=== How to complete this task ===
Write out each line of the records that has "then" in it.

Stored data
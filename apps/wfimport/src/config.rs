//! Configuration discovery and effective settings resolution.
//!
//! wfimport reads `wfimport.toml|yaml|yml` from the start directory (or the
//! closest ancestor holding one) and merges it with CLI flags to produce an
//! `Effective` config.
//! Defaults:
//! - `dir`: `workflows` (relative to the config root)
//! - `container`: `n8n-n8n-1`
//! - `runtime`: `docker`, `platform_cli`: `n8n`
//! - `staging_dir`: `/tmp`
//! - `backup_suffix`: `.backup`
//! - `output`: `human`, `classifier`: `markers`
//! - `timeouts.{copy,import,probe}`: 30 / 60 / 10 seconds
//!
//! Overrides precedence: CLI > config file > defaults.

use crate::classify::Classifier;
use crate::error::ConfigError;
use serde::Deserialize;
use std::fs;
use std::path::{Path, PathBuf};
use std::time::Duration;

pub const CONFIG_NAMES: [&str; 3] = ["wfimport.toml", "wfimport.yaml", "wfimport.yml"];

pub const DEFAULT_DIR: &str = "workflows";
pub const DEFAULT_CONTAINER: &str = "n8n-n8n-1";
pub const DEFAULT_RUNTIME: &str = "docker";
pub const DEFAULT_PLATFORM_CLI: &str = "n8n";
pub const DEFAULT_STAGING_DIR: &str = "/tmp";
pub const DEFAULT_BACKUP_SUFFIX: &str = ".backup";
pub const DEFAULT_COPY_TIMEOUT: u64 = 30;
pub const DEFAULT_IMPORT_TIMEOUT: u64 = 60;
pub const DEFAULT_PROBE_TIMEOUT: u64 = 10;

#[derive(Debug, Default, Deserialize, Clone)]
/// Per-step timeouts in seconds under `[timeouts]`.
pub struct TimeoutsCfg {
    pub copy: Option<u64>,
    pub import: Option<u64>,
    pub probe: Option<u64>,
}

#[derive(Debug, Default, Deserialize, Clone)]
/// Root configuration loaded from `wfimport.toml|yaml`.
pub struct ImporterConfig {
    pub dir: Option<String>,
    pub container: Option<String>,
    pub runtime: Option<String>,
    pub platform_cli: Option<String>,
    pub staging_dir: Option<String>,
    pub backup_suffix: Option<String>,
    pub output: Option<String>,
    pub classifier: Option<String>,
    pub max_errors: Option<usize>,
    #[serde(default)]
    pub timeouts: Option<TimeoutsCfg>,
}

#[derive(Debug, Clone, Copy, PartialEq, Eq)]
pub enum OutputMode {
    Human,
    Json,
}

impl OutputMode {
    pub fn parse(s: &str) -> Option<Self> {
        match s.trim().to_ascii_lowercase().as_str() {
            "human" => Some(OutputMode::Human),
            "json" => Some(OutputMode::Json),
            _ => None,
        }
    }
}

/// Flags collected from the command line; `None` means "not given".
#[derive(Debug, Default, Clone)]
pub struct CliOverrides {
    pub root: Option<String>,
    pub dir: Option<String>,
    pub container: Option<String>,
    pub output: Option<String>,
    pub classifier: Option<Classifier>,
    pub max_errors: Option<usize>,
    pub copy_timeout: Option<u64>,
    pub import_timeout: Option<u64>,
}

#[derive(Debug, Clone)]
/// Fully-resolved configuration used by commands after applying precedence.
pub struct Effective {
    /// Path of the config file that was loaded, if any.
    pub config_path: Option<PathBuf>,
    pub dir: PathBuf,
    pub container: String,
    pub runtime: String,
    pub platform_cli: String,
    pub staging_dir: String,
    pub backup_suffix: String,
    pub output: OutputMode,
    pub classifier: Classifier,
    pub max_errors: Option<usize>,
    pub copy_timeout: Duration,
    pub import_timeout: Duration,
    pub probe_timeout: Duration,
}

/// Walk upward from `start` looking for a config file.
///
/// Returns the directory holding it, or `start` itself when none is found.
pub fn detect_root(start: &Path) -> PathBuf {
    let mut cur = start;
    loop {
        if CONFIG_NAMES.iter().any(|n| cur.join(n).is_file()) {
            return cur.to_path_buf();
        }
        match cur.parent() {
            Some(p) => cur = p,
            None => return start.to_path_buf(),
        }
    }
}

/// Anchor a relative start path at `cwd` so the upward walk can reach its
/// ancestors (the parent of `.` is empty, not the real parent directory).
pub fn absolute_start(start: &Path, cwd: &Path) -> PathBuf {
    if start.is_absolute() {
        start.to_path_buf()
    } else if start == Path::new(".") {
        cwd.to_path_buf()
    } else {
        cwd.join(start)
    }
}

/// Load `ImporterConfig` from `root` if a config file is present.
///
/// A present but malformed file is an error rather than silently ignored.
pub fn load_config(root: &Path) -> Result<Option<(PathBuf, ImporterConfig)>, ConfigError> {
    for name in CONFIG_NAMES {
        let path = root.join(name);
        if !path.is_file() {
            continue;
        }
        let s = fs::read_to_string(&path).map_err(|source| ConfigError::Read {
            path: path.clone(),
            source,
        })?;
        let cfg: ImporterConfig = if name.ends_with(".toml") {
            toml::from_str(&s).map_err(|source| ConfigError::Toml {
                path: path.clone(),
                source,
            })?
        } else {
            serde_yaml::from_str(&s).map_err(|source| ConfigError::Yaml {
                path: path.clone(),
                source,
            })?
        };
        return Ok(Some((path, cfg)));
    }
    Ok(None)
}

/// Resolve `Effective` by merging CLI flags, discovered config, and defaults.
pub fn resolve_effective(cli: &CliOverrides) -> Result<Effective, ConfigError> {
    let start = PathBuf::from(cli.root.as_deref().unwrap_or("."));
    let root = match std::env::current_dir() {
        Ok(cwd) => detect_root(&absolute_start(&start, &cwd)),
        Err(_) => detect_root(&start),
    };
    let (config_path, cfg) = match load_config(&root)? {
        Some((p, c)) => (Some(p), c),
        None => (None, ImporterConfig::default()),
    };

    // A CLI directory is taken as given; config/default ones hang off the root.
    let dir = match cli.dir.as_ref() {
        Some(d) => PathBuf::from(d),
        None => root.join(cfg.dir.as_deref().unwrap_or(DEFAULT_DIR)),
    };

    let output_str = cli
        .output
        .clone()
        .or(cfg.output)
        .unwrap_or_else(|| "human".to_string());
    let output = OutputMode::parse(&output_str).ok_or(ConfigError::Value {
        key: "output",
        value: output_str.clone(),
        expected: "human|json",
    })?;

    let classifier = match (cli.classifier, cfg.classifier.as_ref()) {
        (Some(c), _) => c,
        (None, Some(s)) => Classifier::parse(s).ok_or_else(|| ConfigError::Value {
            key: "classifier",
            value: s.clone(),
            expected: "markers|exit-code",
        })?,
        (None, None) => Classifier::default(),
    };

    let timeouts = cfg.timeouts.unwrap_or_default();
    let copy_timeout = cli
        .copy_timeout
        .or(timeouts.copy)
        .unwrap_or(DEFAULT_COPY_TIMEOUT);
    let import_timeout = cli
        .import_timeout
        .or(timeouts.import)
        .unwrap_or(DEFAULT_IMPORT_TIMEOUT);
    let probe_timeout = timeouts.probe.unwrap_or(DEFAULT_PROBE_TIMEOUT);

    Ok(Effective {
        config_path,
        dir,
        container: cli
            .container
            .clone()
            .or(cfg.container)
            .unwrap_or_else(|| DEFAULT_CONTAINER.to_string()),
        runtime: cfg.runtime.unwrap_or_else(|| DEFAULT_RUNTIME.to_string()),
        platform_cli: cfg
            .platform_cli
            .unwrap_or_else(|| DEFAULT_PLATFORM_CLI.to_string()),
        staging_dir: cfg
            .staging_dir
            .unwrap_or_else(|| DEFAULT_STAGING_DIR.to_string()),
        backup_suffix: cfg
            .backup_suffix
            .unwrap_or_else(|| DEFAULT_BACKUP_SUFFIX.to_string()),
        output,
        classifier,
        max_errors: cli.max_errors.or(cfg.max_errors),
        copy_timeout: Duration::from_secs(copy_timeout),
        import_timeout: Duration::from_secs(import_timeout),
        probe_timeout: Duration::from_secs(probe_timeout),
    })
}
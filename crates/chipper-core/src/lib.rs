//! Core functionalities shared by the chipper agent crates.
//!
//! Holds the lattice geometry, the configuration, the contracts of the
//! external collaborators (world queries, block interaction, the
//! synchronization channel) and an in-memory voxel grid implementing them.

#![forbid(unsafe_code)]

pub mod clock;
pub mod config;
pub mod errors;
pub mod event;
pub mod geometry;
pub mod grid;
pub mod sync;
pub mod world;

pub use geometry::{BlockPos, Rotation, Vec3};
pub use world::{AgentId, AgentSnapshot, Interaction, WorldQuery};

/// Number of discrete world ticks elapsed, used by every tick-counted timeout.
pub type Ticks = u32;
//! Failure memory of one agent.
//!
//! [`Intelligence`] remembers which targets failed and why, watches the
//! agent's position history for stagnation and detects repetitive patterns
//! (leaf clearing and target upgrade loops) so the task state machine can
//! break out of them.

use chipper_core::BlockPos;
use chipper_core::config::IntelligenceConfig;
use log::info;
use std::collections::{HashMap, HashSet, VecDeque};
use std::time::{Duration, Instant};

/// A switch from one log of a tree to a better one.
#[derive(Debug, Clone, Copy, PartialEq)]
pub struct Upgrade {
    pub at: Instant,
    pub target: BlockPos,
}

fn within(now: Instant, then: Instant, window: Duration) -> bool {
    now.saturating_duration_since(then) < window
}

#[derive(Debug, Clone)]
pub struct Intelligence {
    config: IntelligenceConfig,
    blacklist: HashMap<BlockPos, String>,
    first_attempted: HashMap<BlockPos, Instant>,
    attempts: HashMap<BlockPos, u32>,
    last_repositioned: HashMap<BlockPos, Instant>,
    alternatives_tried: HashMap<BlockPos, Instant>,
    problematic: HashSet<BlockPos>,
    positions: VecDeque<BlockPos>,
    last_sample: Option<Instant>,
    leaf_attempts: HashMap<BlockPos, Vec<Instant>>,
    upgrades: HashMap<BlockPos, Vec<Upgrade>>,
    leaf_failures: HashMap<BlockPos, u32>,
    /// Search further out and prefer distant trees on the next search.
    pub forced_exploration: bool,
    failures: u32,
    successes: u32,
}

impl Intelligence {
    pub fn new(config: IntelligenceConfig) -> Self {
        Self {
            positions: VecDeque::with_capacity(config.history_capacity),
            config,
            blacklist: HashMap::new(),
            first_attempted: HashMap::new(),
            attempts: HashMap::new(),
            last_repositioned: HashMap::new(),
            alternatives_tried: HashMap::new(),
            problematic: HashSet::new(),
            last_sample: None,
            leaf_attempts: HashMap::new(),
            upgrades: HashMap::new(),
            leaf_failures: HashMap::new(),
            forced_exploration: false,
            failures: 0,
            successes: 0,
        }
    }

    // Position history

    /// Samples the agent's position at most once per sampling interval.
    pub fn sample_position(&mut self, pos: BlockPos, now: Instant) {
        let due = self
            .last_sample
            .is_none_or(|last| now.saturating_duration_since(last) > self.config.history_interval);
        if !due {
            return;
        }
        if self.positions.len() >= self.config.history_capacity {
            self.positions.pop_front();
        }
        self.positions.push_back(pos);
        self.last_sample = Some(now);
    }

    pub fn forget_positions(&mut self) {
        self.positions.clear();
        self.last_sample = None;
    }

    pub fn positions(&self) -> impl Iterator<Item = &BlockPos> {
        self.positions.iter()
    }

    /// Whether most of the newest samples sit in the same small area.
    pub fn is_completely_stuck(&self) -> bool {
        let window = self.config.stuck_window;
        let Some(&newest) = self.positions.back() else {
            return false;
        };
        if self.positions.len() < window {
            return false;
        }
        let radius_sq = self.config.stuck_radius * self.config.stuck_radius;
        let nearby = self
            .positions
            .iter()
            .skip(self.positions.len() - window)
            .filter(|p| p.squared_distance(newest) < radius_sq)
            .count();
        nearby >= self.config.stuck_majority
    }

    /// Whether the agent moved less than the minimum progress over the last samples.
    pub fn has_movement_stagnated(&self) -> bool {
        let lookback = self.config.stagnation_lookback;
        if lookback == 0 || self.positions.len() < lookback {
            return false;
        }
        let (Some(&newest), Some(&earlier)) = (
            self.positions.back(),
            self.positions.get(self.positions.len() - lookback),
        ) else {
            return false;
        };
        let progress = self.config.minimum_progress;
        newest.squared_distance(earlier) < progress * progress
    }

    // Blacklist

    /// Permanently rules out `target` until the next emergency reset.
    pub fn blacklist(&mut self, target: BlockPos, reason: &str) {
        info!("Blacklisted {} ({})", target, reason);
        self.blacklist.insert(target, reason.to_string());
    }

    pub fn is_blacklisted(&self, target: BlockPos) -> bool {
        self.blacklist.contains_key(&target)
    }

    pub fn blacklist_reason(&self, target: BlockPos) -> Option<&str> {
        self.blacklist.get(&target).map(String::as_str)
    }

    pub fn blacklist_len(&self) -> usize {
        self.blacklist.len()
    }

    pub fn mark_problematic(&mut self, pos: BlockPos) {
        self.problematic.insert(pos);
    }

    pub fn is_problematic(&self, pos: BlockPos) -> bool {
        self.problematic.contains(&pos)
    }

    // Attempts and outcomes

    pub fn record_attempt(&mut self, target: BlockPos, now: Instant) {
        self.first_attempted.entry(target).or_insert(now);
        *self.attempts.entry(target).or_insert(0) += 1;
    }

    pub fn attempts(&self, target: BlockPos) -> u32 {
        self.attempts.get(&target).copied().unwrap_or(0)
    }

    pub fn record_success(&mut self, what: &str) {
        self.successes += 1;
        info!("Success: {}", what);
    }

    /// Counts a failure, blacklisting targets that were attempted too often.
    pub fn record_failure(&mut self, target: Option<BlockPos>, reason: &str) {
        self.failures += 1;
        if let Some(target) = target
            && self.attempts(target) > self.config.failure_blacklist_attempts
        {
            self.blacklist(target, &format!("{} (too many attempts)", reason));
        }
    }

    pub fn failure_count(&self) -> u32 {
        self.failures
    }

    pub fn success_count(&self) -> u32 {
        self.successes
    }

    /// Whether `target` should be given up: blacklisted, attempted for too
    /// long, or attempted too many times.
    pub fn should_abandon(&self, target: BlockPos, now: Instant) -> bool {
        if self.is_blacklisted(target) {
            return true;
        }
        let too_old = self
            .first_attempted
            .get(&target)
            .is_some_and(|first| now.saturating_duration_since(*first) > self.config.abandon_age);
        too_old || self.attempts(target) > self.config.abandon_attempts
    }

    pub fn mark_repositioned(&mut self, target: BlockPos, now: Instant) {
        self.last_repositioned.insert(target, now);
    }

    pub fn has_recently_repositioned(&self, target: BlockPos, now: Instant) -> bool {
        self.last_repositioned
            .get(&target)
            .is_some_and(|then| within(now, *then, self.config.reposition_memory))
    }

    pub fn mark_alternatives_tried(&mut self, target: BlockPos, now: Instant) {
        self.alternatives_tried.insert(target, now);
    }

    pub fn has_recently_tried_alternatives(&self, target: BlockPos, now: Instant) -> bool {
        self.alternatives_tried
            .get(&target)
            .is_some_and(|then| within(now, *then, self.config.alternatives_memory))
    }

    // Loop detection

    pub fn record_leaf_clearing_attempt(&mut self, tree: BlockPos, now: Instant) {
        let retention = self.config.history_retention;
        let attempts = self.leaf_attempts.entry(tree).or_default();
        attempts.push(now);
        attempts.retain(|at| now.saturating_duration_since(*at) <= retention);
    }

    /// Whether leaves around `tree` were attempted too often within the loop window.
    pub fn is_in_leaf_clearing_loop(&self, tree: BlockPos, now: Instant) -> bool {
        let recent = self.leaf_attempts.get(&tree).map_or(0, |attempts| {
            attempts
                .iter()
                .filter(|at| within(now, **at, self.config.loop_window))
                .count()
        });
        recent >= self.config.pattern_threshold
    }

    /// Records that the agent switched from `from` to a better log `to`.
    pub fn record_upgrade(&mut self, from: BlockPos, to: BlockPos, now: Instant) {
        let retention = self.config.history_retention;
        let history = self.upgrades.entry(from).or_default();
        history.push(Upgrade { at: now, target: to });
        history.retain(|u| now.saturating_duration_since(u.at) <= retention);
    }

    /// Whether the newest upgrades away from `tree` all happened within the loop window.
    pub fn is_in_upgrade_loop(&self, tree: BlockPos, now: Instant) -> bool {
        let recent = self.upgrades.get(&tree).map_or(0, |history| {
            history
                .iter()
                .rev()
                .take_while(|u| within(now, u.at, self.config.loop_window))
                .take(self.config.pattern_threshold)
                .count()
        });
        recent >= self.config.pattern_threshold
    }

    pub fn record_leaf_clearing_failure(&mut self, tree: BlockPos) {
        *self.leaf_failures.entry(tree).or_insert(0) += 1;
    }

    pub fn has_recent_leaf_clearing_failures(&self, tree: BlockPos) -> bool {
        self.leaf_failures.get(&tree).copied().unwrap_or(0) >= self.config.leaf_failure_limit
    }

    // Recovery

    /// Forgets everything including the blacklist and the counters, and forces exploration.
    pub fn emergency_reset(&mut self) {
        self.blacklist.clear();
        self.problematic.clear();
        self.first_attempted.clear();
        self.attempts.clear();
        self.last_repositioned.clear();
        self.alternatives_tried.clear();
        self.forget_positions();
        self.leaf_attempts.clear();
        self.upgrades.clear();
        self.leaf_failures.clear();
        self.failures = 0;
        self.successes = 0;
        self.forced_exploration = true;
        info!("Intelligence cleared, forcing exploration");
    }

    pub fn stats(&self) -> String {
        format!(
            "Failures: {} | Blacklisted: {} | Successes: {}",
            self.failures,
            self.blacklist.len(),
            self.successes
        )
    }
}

=== Answer box ===
fn within(now: Instant, then: Instant, window: Duration) -> bool {
    now.saturating_duration_since(then) < window
            .is_some_and(|then| within(now, *then, self.config.reposition_memory))
            .is_some_and(|then| within(now, *then, self.config.alternatives_memory))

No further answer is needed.